Sollte künftig wirklich eine Frau den Männerklub bei Deutschlands zweitgrößter Bank anführen - alle Achtung! Tut sich doch gerade die Finanzindustrie besonders schwer mit dem Thema. Wenn es dann auch noch eine Frau und Mutter wäre - Respekt!

Denn während Frauen sprachlich schon 2013 mit der Aufnahme des Wortes „Vorständin“ in den Duden der Weg in die Führungsetagen geebnet wurde, liegt die Gleichberechtigung in der Unternehmenswelt noch in weiter Ferne: Mitte des vergangenen Jahres waren von den 667 Vorstandsmitgliedern in den Dax-, MDax-, SDax- und TecDax-Konzernen nur 36 weiblich. Das sind gerade mal 5,4 Prozent.
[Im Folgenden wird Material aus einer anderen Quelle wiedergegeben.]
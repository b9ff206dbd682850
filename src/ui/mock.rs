//! Recording UI for tests.
//!
//! `MockUI` keeps every call as a [`UiEvent`] in the order it happened, so
//! tests can check both what was shown and in which order.
//!
//! # Example
//!
//! ```
//! use envboot::ui::{MockUI, UiEvent, UserInterface};
//!
//! let mut ui = MockUI::new();
//! ui.show_header("Installing 4 package(s)");
//! ui.emit("{}");
//!
//! assert_eq!(ui.emitted(), ["{}"]);
//! assert_eq!(
//!     ui.events(),
//!     [UiEvent::Header("Installing 4 package(s)".into()), UiEvent::Emit("{}".into())]
//! );
//! ```

use std::cell::Cell;
use std::rc::Rc;

use super::{OutputMode, SpinnerHandle, UserInterface};

/// One recorded UI call.
#[derive(Debug, Clone, PartialEq, Eq)]
pub enum UiEvent {
    Message(String),
    Detail(String),
    Success(String),
    Warning(String),
    Error(String),
    Header(String),
    /// Program output written to stdout.
    Emit(String),
    /// A spinner was started with this message.
    Spinner(String),
}

/// How a spinner ended.
#[derive(Debug, Clone, Copy, PartialEq, Eq)]
pub enum SpinnerStatus {
    Success,
    Error,
}

#[derive(Debug, Default)]
pub struct MockUI {
    mode: OutputMode,
    events: Vec<UiEvent>,
    spinner_ends: Vec<Rc<Cell<Option<SpinnerStatus>>>>,
}

macro_rules! texts_of {
    ($self:ident, $variant:ident) => {
        $self
            .events
            .iter()
            .filter_map(|e| match e {
                UiEvent::$variant(text) => Some(text.clone()),
                _ => None,
            })
            .collect()
    };
}

impl MockUI {
    pub fn new() -> Self {
        Self::default()
    }

    pub fn with_mode(mode: OutputMode) -> Self {
        Self {
            mode,
            ..Default::default()
        }
    }

    /// Every call so far, oldest first.
    pub fn events(&self) -> &[UiEvent] {
        &self.events
    }

    pub fn messages(&self) -> Vec<String> {
        texts_of!(self, Message)
    }

    pub fn details(&self) -> Vec<String> {
        texts_of!(self, Detail)
    }

    pub fn successes(&self) -> Vec<String> {
        texts_of!(self, Success)
    }

    pub fn warnings(&self) -> Vec<String> {
        texts_of!(self, Warning)
    }

    pub fn errors(&self) -> Vec<String> {
        texts_of!(self, Error)
    }

    pub fn headers(&self) -> Vec<String> {
        texts_of!(self, Header)
    }

    /// Everything written to stdout.
    pub fn emitted(&self) -> Vec<String> {
        texts_of!(self, Emit)
    }

    /// Start messages of spinners, in order.
    pub fn spinners(&self) -> Vec<String> {
        texts_of!(self, Spinner)
    }

    /// How each spinner ended, in start order. `None` while still running.
    pub fn spinner_statuses(&self) -> Vec<Option<SpinnerStatus>> {
        self.spinner_ends.iter().map(|end| end.get()).collect()
    }

    pub fn has_message(&self, msg: &str) -> bool {
        self.messages().iter().any(|m| m.contains(msg))
    }

    pub fn has_success(&self, msg: &str) -> bool {
        self.successes().iter().any(|m| m.contains(msg))
    }

    pub fn has_error(&self, msg: &str) -> bool {
        self.errors().iter().any(|m| m.contains(msg))
    }

    pub fn has_emitted(&self, text: &str) -> bool {
        self.emitted().iter().any(|m| m.contains(text))
    }
}

impl UserInterface for MockUI {
    fn output_mode(&self) -> OutputMode {
        self.mode
    }

    fn message(&mut self, msg: &str) {
        self.events.push(UiEvent::Message(msg.to_string()));
    }

    fn detail(&mut self, msg: &str) {
        self.events.push(UiEvent::Detail(msg.to_string()));
    }

    fn success(&mut self, msg: &str) {
        self.events.push(UiEvent::Success(msg.to_string()));
    }

    fn warning(&mut self, msg: &str) {
        self.events.push(UiEvent::Warning(msg.to_string()));
    }

    fn error(&mut self, msg: &str) {
        self.events.push(UiEvent::Error(msg.to_string()));
    }

    fn emit(&mut self, text: &str) {
        self.events.push(UiEvent::Emit(text.to_string()));
    }

    fn show_header(&mut self, title: &str) {
        self.events.push(UiEvent::Header(title.to_string()));
    }

    fn start_spinner(&mut self, message: &str) -> Box<dyn SpinnerHandle> {
        self.events.push(UiEvent::Spinner(message.to_string()));
        let end = Rc::new(Cell::new(None));
        self.spinner_ends.push(Rc::clone(&end));
        Box::new(MockSpinner { end })
    }
}

/// Spinner handed out by [`MockUI`]; how it ends stays visible to the UI.
#[derive(Debug)]
pub struct MockSpinner {
    end: Rc<Cell<Option<SpinnerStatus>>>,
}

impl SpinnerHandle for MockSpinner {
    fn finish_success(&mut self, _msg: &str) {
        self.end.set(Some(SpinnerStatus::Success));
    }

    fn finish_error(&mut self, _msg: &str) {
        self.end.set(Some(SpinnerStatus::Error));
    }
}
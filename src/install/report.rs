//! The package version report.

use serde::ser::{Serialize, SerializeMap, Serializer};

use crate::error::Result;

/// Installed versions keyed by package name, in configured order.
#[derive(Debug, Clone, Default, PartialEq, Eq)]
pub struct VersionReport {
    entries: Vec<(String, String)>,
}

impl VersionReport {
    pub fn new() -> Self {
        Self::default()
    }

    /// Append an entry. Order of insertion is the order of output.
    pub fn push(&mut self, package: impl Into<String>, version: impl Into<String>) {
        self.entries.push((package.into(), version.into()));
    }

    /// Look up the version reported for a package.
    pub fn get(&self, package: &str) -> Option<&str> {
        self.entries
            .iter()
            .find(|(name, _)| name == package)
            .map(|(_, version)| version.as_str())
    }

    /// Package names in report order.
    pub fn packages(&self) -> impl Iterator<Item = &str> {
        self.entries.iter().map(|(name, _)| name.as_str())
    }

    pub fn entries(&self) -> &[(String, String)] {
        &self.entries
    }

    pub fn len(&self) -> usize {
        self.entries.len()
    }

    pub fn is_empty(&self) -> bool {
        self.entries.is_empty()
    }

    /// Render as a JSON object with two-space indentation.
    pub fn to_pretty_json(&self) -> Result<String> {
        serde_json::to_string_pretty(self).map_err(|e| anyhow::Error::from(e).into())
    }
}

impl Serialize for VersionReport {
    fn serialize<S: Serializer>(&self, serializer: S) -> std::result::Result<S::Ok, S::Error> {
        let mut map = serializer.serialize_map(Some(self.entries.len()))?;
        for (package, version) in &self.entries {
            map.serialize_entry(package, version)?;
        }
        map.end()
    }
}
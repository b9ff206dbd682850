//! Check command implementation.
//!
//! `envboot check` asserts that a package is installed at or above a
//! `major.minor` floor. A version below the floor is reported and exits 1;
//! a package that is not installed at all is an error.

use crate::cli::args::CheckArgs;
use crate::config::BootConfig;
use crate::environment::EnvironmentMarker;
use crate::error::{BootError, Result};
use crate::toolchain::Toolchain;
use crate::ui::UserInterface;
use crate::version::check_minimum_version;

use super::dispatcher::{Command, CommandResult};

/// The check command implementation.
pub struct CheckCommand {
    args: CheckArgs,
    config: BootConfig,
    marker: EnvironmentMarker,
    toolchain: Box<dyn Toolchain>,
}

impl CheckCommand {
    /// Create a new check command.
    pub fn new(
        args: CheckArgs,
        config: BootConfig,
        marker: EnvironmentMarker,
        toolchain: Box<dyn Toolchain>,
    ) -> Self {
        Self {
            args,
            config,
            marker,
            toolchain,
        }
    }
}

impl Command for CheckCommand {
    fn execute(&self, ui: &mut dyn UserInterface) -> Result<CommandResult> {
        let package = self
            .args
            .package
            .as_deref()
            .unwrap_or(&self.config.minimum.package);
        let minimum = self.args.minimum.unwrap_or(self.config.minimum.version);

        if !self.marker.is_active() {
            ui.warning("No virtual environment is active; checking the base interpreter");
        }

        match check_minimum_version(package, minimum, self.toolchain.as_ref()) {
            Ok(check) => {
                ui.success(&format!(
                    "{} {} satisfies >= {}",
                    check.package, check.found, check.minimum
                ));
                Ok(CommandResult::success())
            }
            Err(e @ BootError::VersionTooLow { .. }) => {
                ui.error(&e.to_string());
                Ok(CommandResult::failure(1))
            }
            Err(e) => Err(e),
        }
    }
}
//! External tooling: environment creation, package installation, and
//! installed-version lookup.
//!
//! The [`Toolchain`] trait is the only way the rest of the crate reaches
//! these tools. [`PythonToolchain`] drives a real interpreter; [`FakeToolchain`]
//! records calls in memory for tests.

pub mod fake;
pub mod python;

use std::path::Path;

use crate::error::Result;
use crate::install::PackageSpec;

pub use fake::FakeToolchain;
pub use python::PythonToolchain;

/// Operations the bootstrapper, installer and version check depend on.
pub trait Toolchain {
    /// Create a new isolated environment at `env_dir`.
    fn create_environment(&self, env_dir: &Path) -> Result<()>;

    /// Install all packages in a single package-manager call.
    fn install(&self, packages: &[PackageSpec], upgrade_pip: bool) -> Result<()>;

    /// Version string of an installed distribution.
    fn installed_version(&self, package: &str) -> Result<String>;
}
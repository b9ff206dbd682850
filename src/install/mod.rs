//! Package installation and version reporting.

pub mod report;
pub mod spec;

pub use report::VersionReport;
pub use spec::{PackageSpec, DEFAULT_PACKAGES};

use crate::config::BootConfig;
use crate::error::Result;
use crate::toolchain::Toolchain;

/// Look up the installed version of every package, in order.
///
/// The first package without metadata aborts the lookup.
pub fn collect_report(packages: &[PackageSpec], toolchain: &dyn Toolchain) -> Result<VersionReport> {
    let mut report = VersionReport::new();
    for spec in packages {
        let version = toolchain.installed_version(spec.name())?;
        tracing::debug!("{} resolved to {}", spec.name(), version);
        report.push(spec.name(), version);
    }
    Ok(report)
}

/// Install the configured packages in one call, then report their versions.
pub fn install_and_report(config: &BootConfig, toolchain: &dyn Toolchain) -> Result<VersionReport> {
    tracing::info!(
        "Installing {} package(s): {}",
        config.packages.len(),
        config
            .packages
            .iter()
            .map(PackageSpec::requirement)
            .collect::<Vec<_>>()
            .join(", ")
    );
    toolchain.install(&config.packages, config.upgrade_pip)?;
    collect_report(&config.packages, toolchain)
}
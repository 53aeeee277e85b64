//! Call-flow checks for both routing modes: IVR menu or direct ring.

use super::result::{IssueCategory, ValidationResult};
use crate::onboarding::LocationOnboarding;
use crate::types::is_blank;

pub const NO_GREETING: &str = "No greeting message has been provided";
pub const IVR_SCRIPT_REQUIRED: &str = "IVR script is required when IVR is enabled";
pub const IVR_RETRY_NEGATIVE: &str = "IVR retry attempts cannot be negative";
pub const IVR_WAIT_NEGATIVE: &str = "IVR wait time cannot be negative";
pub const IVR_AFTER_RETRIES_REQUIRED: &str =
    "A destination after IVR retries is required when retry attempts are configured";
pub const IVR_OPTION_REQUIRED: &str = "At least one IVR option is required when IVR is enabled";
pub const DIRECT_TARGET_REQUIRED: &str =
    "At least one direct routing target (user or extension) is required when IVR is disabled";
pub const NO_VOICEMAIL_SCRIPT: &str = "No voicemail script has been provided";

/// Validate the call flow.
///
/// Anything other than an explicit `hasIVR = true` is checked as direct
/// routing. Duplicate option digits are not checked.
pub fn validate_call_flow(onboarding: &LocationOnboarding) -> ValidationResult {
    let mut result = ValidationResult::new();

    if is_blank(onboarding.greeting_message.as_deref()) {
        result.warning(IssueCategory::CallFlow, "greetingMessage", NO_GREETING);
    }

    if onboarding.is_ivr_enabled() {
        validate_ivr(onboarding, &mut result);
    } else {
        validate_direct_routing(onboarding, &mut result);
    }

    result
}

fn validate_ivr(onboarding: &LocationOnboarding, result: &mut ValidationResult) {
    if is_blank(onboarding.ivr_script.as_deref()) {
        result.error(IssueCategory::CallFlow, "ivrScript", IVR_SCRIPT_REQUIRED);
    }
    if onboarding.ivr_retry_attempts.is_some_and(|n| n < 0) {
        result.error(IssueCategory::CallFlow, "ivrRetryAttempts", IVR_RETRY_NEGATIVE);
    }
    if onboarding.ivr_wait_time.is_some_and(|n| n < 0) {
        result.error(IssueCategory::CallFlow, "ivrWaitTime", IVR_WAIT_NEGATIVE);
    }
    if onboarding.ivr_retry_attempts.is_some_and(|n| n > 0)
        && is_blank(onboarding.ivr_after_retries_target.as_deref())
    {
        result.error(
            IssueCategory::CallFlow,
            "ivrAfterRetriesTarget",
            IVR_AFTER_RETRIES_REQUIRED,
        );
    }

    if onboarding.ivr_options.is_empty() {
        result.error(IssueCategory::CallFlow, "ivrOptions", IVR_OPTION_REQUIRED);
        return;
    }

    for (idx, option) in onboarding.ivr_options.iter().enumerate() {
        let position = idx + 1;
        if option.option_number.trim().is_empty() {
            result.error(
                IssueCategory::CallFlow,
                "ivrOptions",
                format!("IVR option {position} requires an option number"),
            );
        }
        if option.populated_targets().next().is_none() {
            result.error(
                IssueCategory::CallFlow,
                "ivrOptions",
                format!("IVR option {position} requires at least one user or extension target"),
            );
        }
    }
}

fn validate_direct_routing(onboarding: &LocationOnboarding, result: &mut ValidationResult) {
    if onboarding.direct_ring_users.is_empty() && onboarding.direct_ring_extensions.is_empty() {
        result.error(
            IssueCategory::CallFlow,
            "directRingUsers",
            DIRECT_TARGET_REQUIRED,
        );
    }
    if is_blank(onboarding.voicemail_script.as_deref()) {
        result.warning(IssueCategory::CallFlow, "voicemailScript", NO_VOICEMAIL_SCRIPT);
    }
}
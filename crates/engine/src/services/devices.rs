use uuid::Uuid;
use voicestack_core::device::{DeviceValidation, Phone};

use super::approvals::ApprovalService;
use crate::context::EngineContext;
use crate::error::{EngineError, EngineResult};

/// Device support checks and phone writes.
///
/// Derived phone fields are always recomputed here before a phone reaches
/// the store, whatever the caller sent.
#[derive(Clone)]
pub struct DeviceService {
    ctx: EngineContext,
    approvals: ApprovalService,
}

impl DeviceService {
    pub fn new(ctx: EngineContext, approvals: ApprovalService) -> Self {
        Self { ctx, approvals }
    }

    pub fn validate_device(&self, brand: &str, model: &str) -> DeviceValidation {
        self.ctx.catalog.validate_device(brand, model)
    }

    /// Re-check a stored phone, write the derived fields back and open an
    /// approval if it is unsupported.
    pub async fn validate_and_mark_device(&self, phone_id: &str) -> EngineResult<DeviceValidation> {
        let mut phone = self
            .ctx
            .store
            .get_phone(phone_id)
            .await?
            .ok_or_else(|| EngineError::not_found("Phone", phone_id))?;

        let validation = self.validate_device(&phone.brand, &phone.model);
        phone.refresh_derived(&self.ctx.catalog);
        let phone = self.ctx.store.save_phone(phone).await?;

        if !validation.is_supported {
            tracing::warn!(
                phone_id,
                location_id = %phone.location_id,
                brand = %phone.brand,
                model = %phone.model,
                "Unsupported device",
            );
            self.approvals.ensure_for_unsupported_phone(&phone).await?;
        }
        Ok(validation)
    }

    /// Create or update a phone.
    ///
    /// Assigns an id when missing and recomputes support and warnings. The
    /// store rejects an extension already held by another phone at the
    /// location.
    pub async fn save_phone(&self, mut phone: Phone) -> EngineResult<Phone> {
        if self.ctx.store.get_location(&phone.location_id).await?.is_none() {
            return Err(EngineError::not_found("Location", &phone.location_id));
        }
        if phone.id.trim().is_empty() {
            phone.id = format!("phone-{}", Uuid::new_v4());
        }

        phone.refresh_derived(&self.ctx.catalog);
        let phone = self.ctx.store.save_phone(phone).await?;

        tracing::info!(
            phone_id = %phone.id,
            location_id = %phone.location_id,
            is_unsupported = phone.is_unsupported,
            has_warnings = phone.has_warnings,
            "Phone saved",
        );

        if phone.is_unsupported {
            self.approvals.ensure_for_unsupported_phone(&phone).await?;
        }
        Ok(phone)
    }
}
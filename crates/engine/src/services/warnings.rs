use voicestack_core::warnings::{
    aggregate_account_warnings, location_warnings, AccountWarnings, LocationWarnings,
};

use super::approvals::ApprovalService;
use crate::context::EngineContext;
use crate::error::EngineResult;

/// Dashboard blockers and warnings.
///
/// Never fails: a location whose data cannot be loaded reports the
/// all-clear default and a warning is logged.
#[derive(Clone)]
pub struct WarningsCalculator {
    ctx: EngineContext,
    approvals: ApprovalService,
}

impl WarningsCalculator {
    pub fn new(ctx: EngineContext, approvals: ApprovalService) -> Self {
        Self { ctx, approvals }
    }

    pub async fn calculate_location_warnings(&self, location_id: &str) -> LocationWarnings {
        match self.try_location_warnings(location_id).await {
            Ok(warnings) => warnings,
            Err(e) => {
                tracing::warn!(error = %e, location_id, "Failed to calculate location warnings");
                LocationWarnings::default()
            }
        }
    }

    pub async fn calculate_account_warnings(&self, account_id: &str) -> AccountWarnings {
        let locations = match self.ctx.store.list_locations_for_account(account_id).await {
            Ok(locations) => locations,
            Err(e) => {
                tracing::warn!(error = %e, account_id, "Failed to list account locations");
                return AccountWarnings::default();
            }
        };

        let mut per_location = Vec::with_capacity(locations.len());
        for location in &locations {
            per_location.push(self.calculate_location_warnings(&location.id).await);
        }
        aggregate_account_warnings(&per_location)
    }

    async fn try_location_warnings(&self, location_id: &str) -> EngineResult<LocationWarnings> {
        let onboarding = self.ctx.store.get_onboarding(location_id).await?;
        let phones = self.ctx.store.list_phones(location_id).await?;
        let pending = self.approvals.pending_approvals(location_id).await?.len();
        Ok(location_warnings(onboarding.as_ref(), &phones, pending))
    }
}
Seit vergangenem Freitag gilt die feste Frauenquote von 30 Prozent für neu zu besetzende Aufsichtsratsposten in etwa 100 großen Unternehmen. Rund 3.500 weitere Firmen sind verpflichtet, sich eigene Zielgrößen für den Frauenanteil in Aufsichtsräten, Vorständen und obersten Führungsetagen zu setzen.

Das alles kann helfen, eine Lösung ist es nicht. In Wahrheit wollen viele Unternehmen nicht ran an den eigentlich wunden Punkt: ihre Kultur.


Behindern Kinder die Karriere?

Einige klagen lieber, es gebe zu wenig geeignete Kandidatinnen. Gern wird die Schuld auch bei den Frauen selbst gesucht: Ihnen fehle die richtige Verkaufe, das Durchsetzungsvermögen, das Beziehungsnetz. Man müsse ihnen beibringen, wie sie überzeugend auftreten, die Ellbogen einsetzen oder Seilschaften gründen, erst dann werde alles gut. So einfach, so falsch.

Eine Studie der Berater von BCG kommt da überraschend ehrlich daher, obwohl die Realität traurig ist: Kinder, heißt es, behindern den Aufstieg. Frauen ohne Kinder schaffen es dreimal häufiger ins Topmanagement. Das ist ernüchternd, gerade in einem Land, das unter chronischem Babymangel leidet. Zwar war die Geburtenziffer 2014 so hoch wie seit der Wiedervereinigung nicht mehr. Das, so vermuten Experten, lag aber auch an der wachsenden Betreuungsbereitschaft von Omas und Opas.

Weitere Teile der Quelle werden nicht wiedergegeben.